■ Task details ■
Reproduce every entry word for word.

■ Extracted data entries ■

________________________

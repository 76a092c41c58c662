use crate::report::report_model::FieldSummary;

// ============================================================================
// Console reporter — formatted terminal output
// ============================================================================

/// Format a field summary for terminal output.
///
/// Produces output like:
/// ```text
/// === Field Inventory: 12 fields in 2 files ===
///
/// By source:
///   loan-detail                    8
///   relationship-detail            4
///
/// By kind:
///   checkbox                       3
///   kendo-numerictextbox           2
///   unresolved                     1
///
/// 1 field(s) without a name, 0 without a binding
///
/// Skipped 1 file(s):
///     [SKIP] app/broken.component.html: malformed document: ...
/// ```
pub fn format_summary(summary: &FieldSummary) -> String {
    let mut out = String::new();

    out.push_str(&format!(
        "=== Field Inventory: {} fields in {} files ===\n",
        summary.total_fields, summary.files_scanned
    ));

    if !summary.per_source.is_empty() {
        out.push_str("\nBy source:\n");
        for (source, count) in &summary.per_source {
            out.push_str(&format!("  {:<30} {}\n", source, count));
        }
    }

    if !summary.per_kind.is_empty() {
        out.push_str("\nBy kind:\n");
        for (kind, count) in &summary.per_kind {
            out.push_str(&format!("  {:<30} {}\n", kind, count));
        }
    }

    out.push_str(&format!(
        "\n{} field(s) without a name, {} without a binding\n",
        summary.unnamed_fields, summary.unbound_fields
    ));

    if !summary.failures.is_empty() {
        out.push_str(&format!("\nSkipped {} file(s):\n", summary.failures.len()));
        for failure in &summary.failures {
            out.push_str(&format!("    [SKIP] {}: {}\n", failure.path, failure.reason));
        }
    }

    if let Some(ms) = summary.duration_ms {
        out.push_str(&format!("\nCompleted in {:.1}s\n", ms as f64 / 1000.0));
    }

    out
}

________________________

■ Result of this task ■
repository 76a092c41c58c662
use crate::report::report_model::FieldSummary;

// ============================================================================
// Console reporter — formatted terminal output
// ============================================================================

/// Format a field summary for terminal output.
///
/// Produces output like:
/// ```text
/// === Field Inventory: 12 fields in 2 files ===
///
/// By source:
///   loan-detail                    8
///   relationship-detail            4
///
/// By kind:
///   checkbox                       3
///   kendo-numerictextbox           2
///   unresolved                     1
///
/// 1 field(s) without a name, 0 without a binding
///
/// Skipped 1 file(s):
///     [SKIP] app/broken.component.html: malformed document: ...
/// ```
pub fn format_summary(summary: &FieldSummary) -> String {
    let mut out = String::new();

    out.push_str(&format!(
        "=== Field Inventory: {} fields in {} files ===\n",
        summary.total_fields, summary.files_scanned
    ));

    if !summary.per_source.is_empty() {
        out.push_str("\nBy source:\n");
        for (source, count) in &summary.per_source {
            out.push_str(&format!("  {:<30} {}\n", source, count));
        }
    }

    if !summary.per_kind.is_empty() {
        out.push_str("\nBy kind:\n");
        for (kind, count) in &summary.per_kind {
            out.push_str(&format!("  {:<30} {}\n", kind, count));
        }
    }

    out.push_str(&format!(
        "\n{} field(s) without a name, {} without a binding\n",
        summary.unnamed_fields, summary.unbound_fields
    ));

    if !summary.failures.is_empty() {
        out.push_str(&format!("\nSkipped {} file(s):\n", summary.failures.len()));
        for failure in &summary.failures {
            out.push_str(&format!("    [SKIP] {}: {}\n", failure.path, failure.reason));
        }
    }

    if let Some(ms) = summary.duration_ms {
        out.push_str(&format!("\nCompleted in {:.1}s\n", ms as f64 / 1000.0));
    }

    out
}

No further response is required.